Todos sabemos bajar de peso, de alguna u otra manera, más o menos saludable. Pero no sabemos nada acerca de cómo mantener el peso obtenido. Busqué información y los resultados fueron demoledores: al cabo de un par de años, como mucho, casi todos vuelven al peso del que partieron. Hay excepciones, por supuesto. Y fui en su búsqueda. Unos se obsesionan por la balanza, otros saltan comidas, algunos reemplazan la comida por los deportes. Pero la mayoría, entre los que me encontraba, volveríamos a subir, producto de nuestros genes y la memoria evolutiva de nuestras células, que parecía decir: ha pasado la hambruna, hay que volver a acumular energía. En otras palabras, si no se baja, se engorda.
Poco a poco, los kilos fueron volviendo al tiempo que la depresión se iba por donde había llegado. La experiencia de ser otro había fracasado. Una vez más, la voluntad volvía a ocupar el centro de la escena.
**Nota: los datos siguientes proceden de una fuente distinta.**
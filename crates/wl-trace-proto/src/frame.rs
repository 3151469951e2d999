// Copyright 2025 Schelling Point Labs Inc
// SPDX-License-Identifier: AGPL-3.0-only

//! Message frame codec
//!
//! Wire format (all fields little-endian):
//!
//! ```text
//! ┌─────────────┬──────────────────────────────┬──────────────────────┐
//! │  object_id  │ (length << 16) | opcode      │  arguments           │
//! │  (4 bytes)  │ (4 bytes)                    │  (length - 8 bytes)  │
//! └─────────────┴──────────────────────────────┴──────────────────────┘
//! ```
//!
//! `length` counts the whole message including the header, so it can never be
//! smaller than [`HEADER_SIZE`] and never larger than [`MAX_FRAME_SIZE`].

use byteorder::{ByteOrder, LittleEndian, WriteBytesExt};
use std::io::{self, Write};
use thiserror::Error;

/// Size of the fixed message header in bytes
pub const HEADER_SIZE: usize = 8;

/// Largest message the 16-bit length field can describe
pub const MAX_FRAME_SIZE: usize = u16::MAX as usize;

/// Framing errors
#[derive(Debug, Error, Clone, PartialEq, Eq)]
pub enum FrameError {
    /// Not an error as such: the buffer does not yet hold a full frame
    #[error("need more data: have {available} bytes, frame needs {needed}")]
    NeedMoreData { available: usize, needed: usize },

    /// The header declares a length that cannot hold the header itself
    #[error("malformed frame for object {object_id}: declared length {length} is below the 8-byte header")]
    MalformedFrame { object_id: u32, length: u16 },

    /// The payload does not fit the 16-bit length field
    #[error("payload of {len} bytes does not fit in a single frame")]
    Oversized { len: usize },
}

impl FrameError {
    /// True for the incomplete-buffer case, which callers retry after the next read
    pub fn is_need_more_data(&self) -> bool {
        matches!(self, FrameError::NeedMoreData { .. })
    }
}

/// Fixed 8-byte message header
#[derive(Debug, Clone, Copy, PartialEq, Eq, Hash)]
pub struct FrameHeader {
    /// Sender (event) or receiver (request) object id
    pub object_id: u32,
    /// Request or event index within the object's interface
    pub opcode: u16,
    /// Total message length including this header
    pub length: u16,
}

impl FrameHeader {
    /// Build a header for a payload of the given size
    pub fn for_payload(object_id: u32, opcode: u16, payload_len: usize) -> Result<Self, FrameError> {
        let total = payload_len + HEADER_SIZE;
        if total > MAX_FRAME_SIZE {
            return Err(FrameError::Oversized { len: payload_len });
        }
        Ok(Self {
            object_id,
            opcode,
            length: total as u16,
        })
    }

    /// Parse a header from the start of `src` without consuming anything
    pub fn parse(src: &[u8]) -> Result<Self, FrameError> {
        if src.len() < HEADER_SIZE {
            return Err(FrameError::NeedMoreData {
                available: src.len(),
                needed: HEADER_SIZE,
            });
        }

        let object_id = LittleEndian::read_u32(&src[0..4]);
        let size_opcode = LittleEndian::read_u32(&src[4..8]);
        let length = (size_opcode >> 16) as u16;
        let opcode = (size_opcode & 0xFFFF) as u16;

        if (length as usize) < HEADER_SIZE {
            return Err(FrameError::MalformedFrame { object_id, length });
        }

        Ok(Self {
            object_id,
            opcode,
            length,
        })
    }

    /// Number of argument bytes following the header
    pub fn payload_len(&self) -> usize {
        self.length as usize - HEADER_SIZE
    }

    fn size_opcode(&self) -> u32 {
        (u32::from(self.length) << 16) | u32::from(self.opcode)
    }

    /// Write the header to a writer
    pub fn write_to<W: Write>(&self, mut w: W) -> io::Result<()> {
        w.write_u32::<LittleEndian>(self.object_id)?;
        w.write_u32::<LittleEndian>(self.size_opcode())?;
        Ok(())
    }

    /// Serialize into an 8-byte array
    pub fn to_bytes(&self) -> [u8; HEADER_SIZE] {
        let mut out = [0u8; HEADER_SIZE];
        LittleEndian::write_u32(&mut out[0..4], self.object_id);
        LittleEndian::write_u32(&mut out[4..8], self.size_opcode());
        out
    }
}

/// One complete message: header plus raw argument bytes
#[derive(Debug, Clone, PartialEq, Eq)]
pub struct Frame {
    pub header: FrameHeader,
    pub payload: Vec<u8>,
}

impl Frame {
    /// Create a frame, computing the length field from the payload
    pub fn new(object_id: u32, opcode: u16, payload: Vec<u8>) -> Result<Self, FrameError> {
        let header = FrameHeader::for_payload(object_id, opcode, payload.len())?;
        Ok(Self { header, payload })
    }

    /// Try to read exactly one frame from the start of `src`
    ///
    /// Returns the frame and the number of bytes it occupied. Never consumes
    /// partial frames: if `src` is short, `NeedMoreData` reports how many bytes
    /// the frame needs in total.
    pub fn parse(src: &[u8]) -> Result<(Self, usize), FrameError> {
        let header = FrameHeader::parse(src)?;
        let total = header.length as usize;
        if src.len() < total {
            return Err(FrameError::NeedMoreData {
                available: src.len(),
                needed: total,
            });
        }

        let frame = Self {
            header,
            payload: src[HEADER_SIZE..total].to_vec(),
        };
        Ok((frame, total))
    }

    /// Total encoded size in bytes
    pub fn encoded_len(&self) -> usize {
        HEADER_SIZE + self.payload.len()
    }

    /// Write the frame to a writer, byte-for-byte as it appeared on the wire
    pub fn write_to<W: Write>(&self, mut w: W) -> io::Result<()> {
        self.header.write_to(&mut w)?;
        w.write_all(&self.payload)?;
        Ok(())
    }

    /// Serialize into a fresh buffer
    pub fn to_bytes(&self) -> Vec<u8> {
        let mut out = Vec::with_capacity(self.encoded_len());
        out.extend_from_slice(&self.header.to_bytes());
        out.extend_from_slice(&self.payload);
        out
    }
}
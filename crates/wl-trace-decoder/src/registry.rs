// Copyright 2025 Schelling Point Labs Inc
// SPDX-License-Identifier: AGPL-3.0-only

//! Live object table
//!
//! Object ids get their meaning only from the traffic that created them, so
//! the decoder keeps a runtime map from id to interface/version. Client and
//! server share one id space per connection, hence one registry per session.

use crate::warning::DecodeWarning;
use std::collections::HashMap;
use tracing::debug;
use wl_trace_schema::DISPLAY_INTERFACE;

/// Id of the root object, bound before any traffic
pub const DISPLAY_ID: u32 = 1;

/// First id in the server-allocated range
pub const SERVER_ID_BASE: u32 = 0xff00_0000;

#[derive(Debug, Clone, PartialEq, Eq)]
pub struct ObjectRecord {
    pub id: u32,
    pub interface: String,
    pub version: u32,
    /// Sequence number of the message that created the object
    pub created_at: u64,
}

impl ObjectRecord {
    pub fn is_server_allocated(&self) -> bool {
        self.id >= SERVER_ID_BASE
    }
}

#[derive(Debug)]
pub struct Registry {
    objects: HashMap<u32, ObjectRecord>,
}

impl Default for Registry {
    fn default() -> Self {
        Self::new()
    }
}

impl Registry {
    /// Create a registry holding only the root object
    pub fn new() -> Self {
        let mut objects = HashMap::new();
        objects.insert(
            DISPLAY_ID,
            ObjectRecord {
                id: DISPLAY_ID,
                interface: DISPLAY_INTERFACE.to_string(),
                version: 1,
                created_at: 0,
            },
        );
        Self { objects }
    }

    /// Bind `id` to an interface
    ///
    /// A live record is overwritten anyway (the stream is authoritative) and
    /// reported as `DoubleBind`. The root object cannot be rebound.
    pub fn bind(
        &mut self,
        id: u32,
        interface: &str,
        version: u32,
        created_at: u64,
    ) -> Result<(), DecodeWarning> {
        let record = ObjectRecord {
            id,
            interface: interface.to_string(),
            version,
            created_at,
        };

        if id == DISPLAY_ID {
            return Err(DecodeWarning::DoubleBind {
                id,
                existing: DISPLAY_INTERFACE.to_string(),
                new: record.interface,
            });
        }

        debug!(id, interface, version, "bind object");
        match self.objects.insert(id, record) {
            Some(previous) => Err(DecodeWarning::DoubleBind {
                id,
                existing: previous.interface,
                new: interface.to_string(),
            }),
            None => Ok(()),
        }
    }

    pub fn resolve(&self, id: u32) -> Option<&ObjectRecord> {
        self.objects.get(&id)
    }

    /// Retire `id` so it can be reused; the root object is never released
    pub fn release(&mut self, id: u32) -> Option<ObjectRecord> {
        if id == DISPLAY_ID {
            debug!("ignoring release of the display object");
            return None;
        }
        let removed = self.objects.remove(&id);
        match &removed {
            Some(record) => debug!(id, interface = %record.interface, "release object"),
            None => debug!(id, "release of an id that is not live"),
        }
        removed
    }

    /// Number of live objects, root included
    pub fn len(&self) -> usize {
        self.objects.len()
    }

    pub fn is_empty(&self) -> bool {
        self.objects.is_empty()
    }

    pub fn iter(&self) -> impl Iterator<Item = &ObjectRecord> {
        self.objects.values()
    }
}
Las miradas de los demás cargadas de entusiasmo frente al descenso de peso se evaporaban.
Para los que son altos, o bajos, o calvos, o ciegos, esas miradas están siempre asociadas a lo irreparable de su condición. Son así, con eso vivirán por siempre y harán lo posible por asumirlo, de una manera u otra. En cambio, ser gordo parece obedecer a una cuestión del orden de la voluntad. O más bien, de la incapacidad para dominarla. Si los gordos son gordos lo son porque son débiles a la hora de tomar sus decisiones alimenticias. Luego, no hay espacio para ninguna conmiseración. En el mundo de los flacos, se es gordo porque se quiere. Eso es falso.